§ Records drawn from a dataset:
┌────────

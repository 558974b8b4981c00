// Copyright 2026 cest-mrf-seq Contributors
// SPDX-License-Identifier: Apache-2.0

//! Measurement-by-measurement block assembly.
//!
//! For every measurement, in order:
//!
//! 1. recovery delay (skipped for the first measurement)
//! 2. saturation period chosen by [`PulseScheme::select`]
//! 3. excitation pulse, imaging delay and acquisition marker
//!
//! Blocks of one measurement are collected in a scratch buffer and only
//! appended once the measurement is complete, so the output never holds a
//! partially emitted measurement and an error leaves no sequence behind.

use tracing::{debug, info, warn};

use super::block::{Block, DelayRole, SequenceBlock};
use super::phase::PhaseState;
use super::scheme::{emit_readout, PulseScheme, SaturationContext};
use super::GeneratedSequence;
use crate::config::{Config, PulseTimingConfig, RecoveryIndexing};
use crate::definitions::{Measurement, SequenceDefinitions};
use crate::error::Result;
use crate::validation::{
    net_recovery, validate_flip_angle, validate_measurement, validate_offset,
};

/// Builds a [`GeneratedSequence`] from validated definitions.
#[derive(Debug, Clone, Default)]
pub struct BlockSequenceAssembler {
    timing: PulseTimingConfig,
    recovery_indexing: RecoveryIndexing,
}

impl BlockSequenceAssembler {
    pub fn new(timing: PulseTimingConfig, recovery_indexing: RecoveryIndexing) -> Self {
        Self {
            timing,
            recovery_indexing,
        }
    }

    pub fn from_config(config: &Config) -> Self {
        Self::new(config.pulses.clone(), config.generation.recovery_indexing)
    }

    /// Assemble the full block sequence.
    ///
    /// # Errors
    ///
    /// Any physical-parameter error in any measurement aborts the run; no
    /// partial sequence is returned.
    pub fn assemble(&self, defs: &SequenceDefinitions) -> Result<GeneratedSequence> {
        let constants = defs.constants();
        let measurements = defs.measurements();

        let mut blocks: Vec<SequenceBlock> = Vec::new();
        let mut schemes = Vec::with_capacity(measurements.len());
        let mut scratch: Vec<Block> = Vec::new();

        for m in measurements {
            validate_measurement(m)?;
            scratch.clear();

            let recovery = self.recovery_before(measurements, m, constants.echo_time_s)?;
            if let Some(recovery_s) = recovery {
                scratch.push(Block::delay(DelayRole::Recovery, recovery_s));
            }

            let offset_hz = constants.offset_hz(m.offset_ppm);
            let fa_sat_rad = m.b1_ut * constants.gamma_rad() * m.tp_s;
            validate_flip_angle(m.index, fa_sat_rad)?;

            let phase = PhaseState::accumulate(offset_hz, m.tp_s);
            validate_offset(m.index, offset_hz, phase.radians())?;
            let scheme =
                PulseScheme::select(m, offset_hz, self.timing.on_resonance_tolerance_hz);

            if scheme == PulseScheme::DelayOnly && m.is_spin_lock {
                warn!(
                    measurement = m.index,
                    "Spin-lock measurement has zero B1, emitting delays only"
                );
            }

            debug!(
                measurement = m.index,
                scheme = ?scheme,
                offset_hz,
                fa_sat_rad,
                accumulated_phase = phase.radians(),
                "Emitting measurement"
            );

            let ctx = SaturationContext {
                measurement: m,
                offset_hz,
                fa_sat_rad,
                phase,
                n_pulses: constants.n_pulses,
                timing: &self.timing,
            };
            scheme.emit(&ctx, &mut scratch);
            emit_readout(m, constants.echo_time_s, &self.timing, &mut scratch);

            blocks.extend(scratch.drain(..).map(|block| SequenceBlock {
                measurement: m.index,
                block,
            }));
            schemes.push(scheme);
        }

        let sequence =
            GeneratedSequence::new(blocks, schemes, defs.metadata().clone(), constants.clone());

        info!(
            seq_id = %sequence.seq_id(),
            measurements = sequence.num_measurements(),
            blocks = sequence.len(),
            total_duration_s = sequence.total_duration_s(),
            "Assembled block sequence"
        );

        Ok(sequence)
    }

    /// Net recovery delay preceding `m`, or `None` for the first measurement.
    fn recovery_before(
        &self,
        measurements: &[Measurement],
        m: &Measurement,
        echo_time_s: f64,
    ) -> Result<Option<f64>> {
        if m.index == 0 {
            return Ok(None);
        }
        let source = match self.recovery_indexing {
            RecoveryIndexing::Previous => &measurements[m.index - 1],
            RecoveryIndexing::Current => m,
        };
        net_recovery(source.index, source.recovery_s, echo_time_s).map(Some)
    }
}
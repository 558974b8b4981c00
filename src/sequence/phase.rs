// Copyright 2026 cest-mrf-seq Contributors
// SPDX-License-Identifier: Apache-2.0

//! Rotating-frame phase accumulated during one saturation period.
//!
//! Magnetization locked along an off-resonant effective field precesses about
//! z relative to the on-resonant frame at the offset frequency. A pulse that
//! follows such a period must be re-phased by `2π · Δf · t` (mod 2π) to stay
//! phase-continuous. The value depends only on (offset, duration); nothing is
//! carried from one measurement to the next.

use std::f64::consts::TAU;

/// Phase accumulated over one saturation period, in [0, 2π).
#[derive(Debug, Clone, Copy, PartialEq, PartialOrd)]
pub struct PhaseState(f64);

impl PhaseState {
    /// Phase accumulated at `offset_hz` over `duration_s`.
    ///
    /// Negative products wrap upward, so the result is always in [0, 2π)
    /// for finite input.
    pub fn accumulate(offset_hz: f64, duration_s: f64) -> Self {
        let wrapped = (offset_hz * TAU * duration_s).rem_euclid(TAU);
        // rem_euclid can round up to exactly TAU for tiny negative inputs
        if wrapped >= TAU {
            PhaseState(0.0)
        } else {
            PhaseState(wrapped)
        }
    }

    pub fn radians(&self) -> f64 {
        self.0
    }

    /// `fraction` of the accumulated phase, e.g. 0.25 after the first
    /// quarter of a balanced spin-lock.
    pub fn fraction(&self, fraction: f64) -> f64 {
        self.0 * fraction
    }
}
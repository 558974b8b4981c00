// Copyright 2026 cest-mrf-seq Contributors
// SPDX-License-Identifier: Apache-2.0

//! Shared test utilities: definition builders and mock collaborators.

use std::collections::BTreeMap;

use crate::config::ScanConfig;
use crate::definitions::{
    FlagValue, InterPulseDelay, Measurement, SequenceDefinitionSet, SequenceDefinitions,
};
use crate::dictionary::{
    Dictionary, DictionaryEntry, DictionaryGenerator, DictionaryRequest, MatchRequest, QuantMaps,
    SignalMatcher,
};
use crate::error::Result;

/// Two spin-lock measurements at 9.4 T: on resonance, then 5 ppm.
pub fn two_measurement_set() -> SequenceDefinitionSet {
    SequenceDefinitionSet {
        num_meas: Some(2),
        exc_fa: Some(vec![90.0, 90.0]),
        b1_pa: Some(vec![1.0, 1.0]),
        offsets_ppm: Some(vec![0.0, 5.0]),
        tp: Some(vec![0.01, 0.01]),
        trec: Some(vec![1.0, 1.0]),
        n_pulses: Some(1),
        td: Some(InterPulseDelay::Uniform(0.0)),
        b0: Some(9.4),
        gamma_hz: None,
        te: None,
        sl_flag: Some(vec![FlagValue::Bool(true), FlagValue::Bool(true)]),
        sl_fa: Some(vec![90.0, 90.0]),
        seq_id: None,
        extra: BTreeMap::new(),
    }
}

/// Validate a set against the default scan configuration.
pub fn definitions(set: SequenceDefinitionSet) -> SequenceDefinitions {
    SequenceDefinitions::from_set(set, &ScanConfig::default()).unwrap()
}

/// A 10 ms measurement with 90° excitation and spin-lock tip, no
/// inter-pulse delay and 1 s recovery.
pub fn measurement(index: usize, b1_ut: f64, offset_ppm: f64, is_spin_lock: bool) -> Measurement {
    Measurement {
        index,
        excitation_fa_deg: 90.0,
        b1_ut,
        offset_ppm,
        tp_s: 0.01,
        td_s: 0.0,
        recovery_s: 1.0,
        is_spin_lock,
        spin_lock_tip_deg: 90.0,
    }
}

/// Mock generator producing four exponential traces of a fixed length.
///
/// `fs_1` is derived from the request's equality constraints when present.
pub struct MockDictionaryGenerator {
    pub signal_len: usize,
}

impl MockDictionaryGenerator {
    pub fn new(signal_len: usize) -> Self {
        Self { signal_len }
    }
}

impl DictionaryGenerator for MockDictionaryGenerator {
    fn generate(&self, request: &DictionaryRequest) -> Result<Dictionary> {
        request.validate()?;
        let entries = (1..=4)
            .map(|k| {
                let ksw = 100.0 * k as f64;
                let mut params = BTreeMap::new();
                params.insert("ksw".to_string(), ksw);
                params.insert("fs_0".to_string(), 1e-3 * k as f64);
                params.insert("fs_1".to_string(), 1e-3 * k as f64);
                for c in &request.equals {
                    if let Some(a) = params.get(&c.param_a).copied() {
                        params.insert(c.param_b.clone(), c.ratio * a);
                    }
                }
                let signal = (1..=self.signal_len)
                    .map(|j| (-(j as f64) * ksw / 1000.0).exp())
                    .collect();
                DictionaryEntry { params, signal }
            })
            .collect();
        Dictionary::new(entries)
    }
}

/// Mock matcher over in-memory voxel traces laid out as one row.
pub struct MockSignalMatcher {
    pub voxels: Vec<Vec<f64>>,
}

impl MockSignalMatcher {
    pub fn new(voxels: Vec<Vec<f64>>) -> Self {
        Self { voxels }
    }
}

impl SignalMatcher for MockSignalMatcher {
    fn match_signals(&self, dictionary: &Dictionary, _request: &MatchRequest) -> Result<QuantMaps> {
        let mut params: BTreeMap<String, Vec<f64>> = dictionary
            .param_names()
            .into_iter()
            .map(|name| (name.to_string(), Vec::with_capacity(self.voxels.len())))
            .collect();
        let mut dot_product = Vec::with_capacity(self.voxels.len());

        for voxel in &self.voxels {
            let mut best: Option<(usize, f64)> = None;
            for (i, entry) in dictionary.entries().iter().enumerate() {
                let score = normalized_dot(voxel, &entry.signal);
                if best.map_or(true, |(_, s)| score > s) {
                    best = Some((i, score));
                }
            }
            let (i, score) = best.unwrap_or((0, 0.0));
            if let Some(entry) = dictionary.entries().get(i) {
                for (name, value) in &entry.params {
                    if let Some(map) = params.get_mut(name) {
                        map.push(*value);
                    }
                }
            }
            dot_product.push(score);
        }

        QuantMaps::new(1, self.voxels.len(), params, dot_product)
    }
}

fn normalized_dot(a: &[f64], b: &[f64]) -> f64 {
    let dot: f64 = a.iter().zip(b).map(|(x, y)| x * y).sum();
    let na = a.iter().map(|x| x * x).sum::<f64>().sqrt();
    let nb = b.iter().map(|x| x * x).sum::<f64>().sqrt();
    if na == 0.0 || nb == 0.0 {
        0.0
    } else {
        dot / (na * nb)
    }
}
// Copyright 2026 cest-mrf-seq Contributors
// SPDX-License-Identifier: Apache-2.0

//! The definition set as it arrives from an external loader.
//!
//! Field names follow the keys used by the acquisition tooling (`excFA`,
//! `B1pa`, `Trec`, ...). Every field is optional here; presence and length
//! are enforced when the set is turned into [`SequenceDefinitions`].
//!
//! [`SequenceDefinitions`]: super::SequenceDefinitions

use std::collections::BTreeMap;
use std::fmt;
use std::path::Path;

use serde::{Deserialize, Serialize};

use crate::error::Result;

/// Metadata echoed into the persisted protocol, keyed by definition name.
pub type Metadata = BTreeMap<String, DefinitionValue>;

/// A single echoed definition value.
#[derive(Debug, Clone, PartialEq, Serialize, Deserialize)]
#[serde(untagged)]
pub enum DefinitionValue {
    Bool(bool),
    Integer(i64),
    Number(f64),
    Text(String),
    Flags(Vec<bool>),
    Numbers(Vec<f64>),
}

impl fmt::Display for DefinitionValue {
    /// Space-separated rendering used by the Pulseq `[DEFINITIONS]` section.
    fn fmt(&self, f: &mut fmt::Formatter<'_>) -> fmt::Result {
        match self {
            DefinitionValue::Bool(b) => write!(f, "{}", u8::from(*b)),
            DefinitionValue::Integer(i) => write!(f, "{i}"),
            DefinitionValue::Number(x) => write!(f, "{x}"),
            DefinitionValue::Text(s) => write!(f, "{s}"),
            DefinitionValue::Flags(flags) => {
                let parts: Vec<String> = flags.iter().map(|b| u8::from(*b).to_string()).collect();
                write!(f, "{}", parts.join(" "))
            }
            DefinitionValue::Numbers(values) => {
                let parts: Vec<String> = values.iter().map(|x| x.to_string()).collect();
                write!(f, "{}", parts.join(" "))
            }
        }
    }
}

/// Spin-lock flag as stored by loaders: either a boolean or 0/1.
#[derive(Debug, Clone, Copy, PartialEq, Serialize, Deserialize)]
#[serde(untagged)]
pub enum FlagValue {
    Bool(bool),
    Number(f64),
}

impl FlagValue {
    pub fn is_set(&self) -> bool {
        match self {
            FlagValue::Bool(b) => *b,
            FlagValue::Number(x) => *x != 0.0,
        }
    }
}

/// Inter-pulse delay: one value for the whole run or one per measurement.
#[derive(Debug, Clone, PartialEq, Serialize, Deserialize)]
#[serde(untagged)]
pub enum InterPulseDelay {
    Uniform(f64),
    PerMeasurement(Vec<f64>),
}

impl InterPulseDelay {
    /// Delay used for measurement `index`.
    ///
    /// Callers check the per-measurement length beforehand.
    pub fn at(&self, index: usize) -> f64 {
        match self {
            InterPulseDelay::Uniform(td) => *td,
            InterPulseDelay::PerMeasurement(values) => values[index],
        }
    }
}

/// Raw sequence definitions, one array entry per measurement.
#[derive(Debug, Clone, Default, Serialize, Deserialize)]
#[serde(default)]
pub struct SequenceDefinitionSet {
    /// Number of measurements
    pub num_meas: Option<usize>,

    /// Excitation flip angles in degrees
    #[serde(rename = "excFA")]
    pub exc_fa: Option<Vec<f64>>,

    /// Saturation / spin-lock B1 amplitudes in uT
    #[serde(rename = "B1pa")]
    pub b1_pa: Option<Vec<f64>>,

    /// Frequency offsets in ppm
    pub offsets_ppm: Option<Vec<f64>>,

    /// Saturation pulse durations in seconds
    pub tp: Option<Vec<f64>>,

    /// Recovery times in seconds
    #[serde(rename = "Trec")]
    pub trec: Option<Vec<f64>>,

    /// Sub-pulses per saturation period
    pub n_pulses: Option<usize>,

    /// Inter-pulse delay in seconds
    pub td: Option<InterPulseDelay>,

    /// Main field strength in tesla
    #[serde(rename = "B0")]
    pub b0: Option<f64>,

    /// Gyromagnetic ratio in Hz/uT
    pub gamma_hz: Option<f64>,

    /// Echo time in seconds
    pub te: Option<f64>,

    /// Spin-lock flags
    #[serde(rename = "SLflag")]
    pub sl_flag: Option<Vec<FlagValue>>,

    /// Spin-lock tip angles in degrees
    #[serde(rename = "SLFA")]
    pub sl_fa: Option<Vec<f64>>,

    /// Unique sequence identifier
    #[serde(rename = "seq_id_string")]
    pub seq_id: Option<String>,

    /// Any other definitions, echoed verbatim
    #[serde(flatten)]
    pub extra: Metadata,
}

impl SequenceDefinitionSet {
    /// Parse a definition set from JSON text.
    pub fn from_json(content: &str) -> Result<Self> {
        Ok(serde_json::from_str(content)?)
    }

    /// Parse a definition set from YAML text.
    pub fn from_yaml(content: &str) -> Result<Self> {
        Ok(serde_yaml::from_str(content)?)
    }

    /// Load a definition set, choosing the parser from the file extension.
    ///
    /// `.json` files go through serde_json; anything else is read as YAML.
    pub fn from_path(path: &Path) -> Result<Self> {
        let content = std::fs::read_to_string(path)?;
        let is_json = path
            .extension()
            .and_then(|e| e.to_str())
            .map(|e| e.eq_ignore_ascii_case("json"))
            .unwrap_or(false);
        if is_json {
            Self::from_json(&content)
        } else {
            Self::from_yaml(&content)
        }
    }
}
// Copyright 2026 cest-mrf-seq Contributors
// SPDX-License-Identifier: Apache-2.0

//! Output blocks: RF pulses, delays and acquisition markers.
//!
//! All quantities are in final physical units: seconds, radians and Hz.
//! Emitters write them as-is.

use std::f64::consts::TAU;

use serde::Serialize;

/// Purpose of an RF pulse within a measurement.
#[derive(Debug, Clone, Copy, PartialEq, Eq, Serialize)]
#[serde(rename_all = "snake_case")]
pub enum PulseRole {
    /// Plain off-resonant saturation pulse
    Saturation,
    /// Tip-down pulse before a spin-lock train
    PreSpinLock,
    /// Full-duration spin-lock pulse
    SpinLock,
    /// Quarter or half segment of a balanced spin-lock
    SpinLockSegment,
    /// 180° refocusing pulse of a balanced spin-lock
    Refocusing,
    /// Tip-up pulse after a spin-lock train
    PostSpinLock,
    /// Imaging excitation pulse
    Excitation,
}

/// Purpose of a delay within a measurement.
#[derive(Debug, Clone, Copy, PartialEq, Eq, Serialize)]
#[serde(rename_all = "snake_case")]
pub enum DelayRole {
    /// Recovery before a measurement
    Recovery,
    /// Gap between saturation sub-pulses
    InterPulse,
    /// Stand-in for a zero-amplitude saturation sub-pulse
    ZeroAmplitude,
    /// Readout placeholder lasting one echo time
    Imaging,
}

/// Rectangular (block) RF pulse.
#[derive(Debug, Clone, Copy, PartialEq, Serialize)]
pub struct RfPulse {
    pub role: PulseRole,
    /// Flip angle in radians.
    pub flip_angle_rad: f64,
    pub duration_s: f64,
    pub freq_offset_hz: f64,
    /// Phase offset in radians, not wrapped.
    pub phase_offset_rad: f64,
}

impl RfPulse {
    /// B1 amplitude of the block pulse in Hz: `flip / (2π · duration)`.
    pub fn amplitude_hz(&self) -> f64 {
        self.flip_angle_rad / (TAU * self.duration_s)
    }
}

/// Pure wait.
#[derive(Debug, Clone, Copy, PartialEq, Serialize)]
pub struct Delay {
    pub role: DelayRole,
    pub duration_s: f64,
}

/// Placeholder acquisition (ADC) event.
#[derive(Debug, Clone, Copy, PartialEq, Serialize)]
pub struct Acquisition {
    pub num_samples: u32,
    pub duration_s: f64,
}

impl Acquisition {
    /// Sample spacing in seconds.
    pub fn dwell_s(&self) -> f64 {
        self.duration_s / f64::from(self.num_samples)
    }
}

/// One atomic output unit.
#[derive(Debug, Clone, Copy, PartialEq, Serialize)]
#[serde(tag = "kind", rename_all = "snake_case")]
pub enum Block {
    Rf(RfPulse),
    Delay(Delay),
    Acquisition(Acquisition),
}

impl Block {
    pub fn duration_s(&self) -> f64 {
        match self {
            Block::Rf(p) => p.duration_s,
            Block::Delay(d) => d.duration_s,
            Block::Acquisition(a) => a.duration_s,
        }
    }

    pub fn is_rf(&self) -> bool {
        matches!(self, Block::Rf(_))
    }

    pub fn is_delay(&self) -> bool {
        matches!(self, Block::Delay(_))
    }

    pub fn as_rf(&self) -> Option<&RfPulse> {
        match self {
            Block::Rf(p) => Some(p),
            _ => None,
        }
    }

    pub fn as_delay(&self) -> Option<&Delay> {
        match self {
            Block::Delay(d) => Some(d),
            _ => None,
        }
    }

    pub(crate) fn delay(role: DelayRole, duration_s: f64) -> Self {
        Block::Delay(Delay { role, duration_s })
    }
}

/// A block tagged with the measurement that produced it.
#[derive(Debug, Clone, Copy, PartialEq, Serialize)]
pub struct SequenceBlock {
    pub measurement: usize,
    #[serde(flatten)]
    pub block: Block,
}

└────────

§ Problem details: Please give an exact copy of the lines above, beginning with the line containing "fn generate(&self, request: &DictionaryRequest)" and running through the line containing "let mut params = BTreeMap::new();", and of no other lines.

§ Written solution:
    fn generate(&self, request: &DictionaryRequest) -> Result<Dictionary> {
        request.validate()?;
        let entries = (1..=4)
            .map(|k| {
                let ksw = 100.0 * k as f64;
                let mut params = BTreeMap::new();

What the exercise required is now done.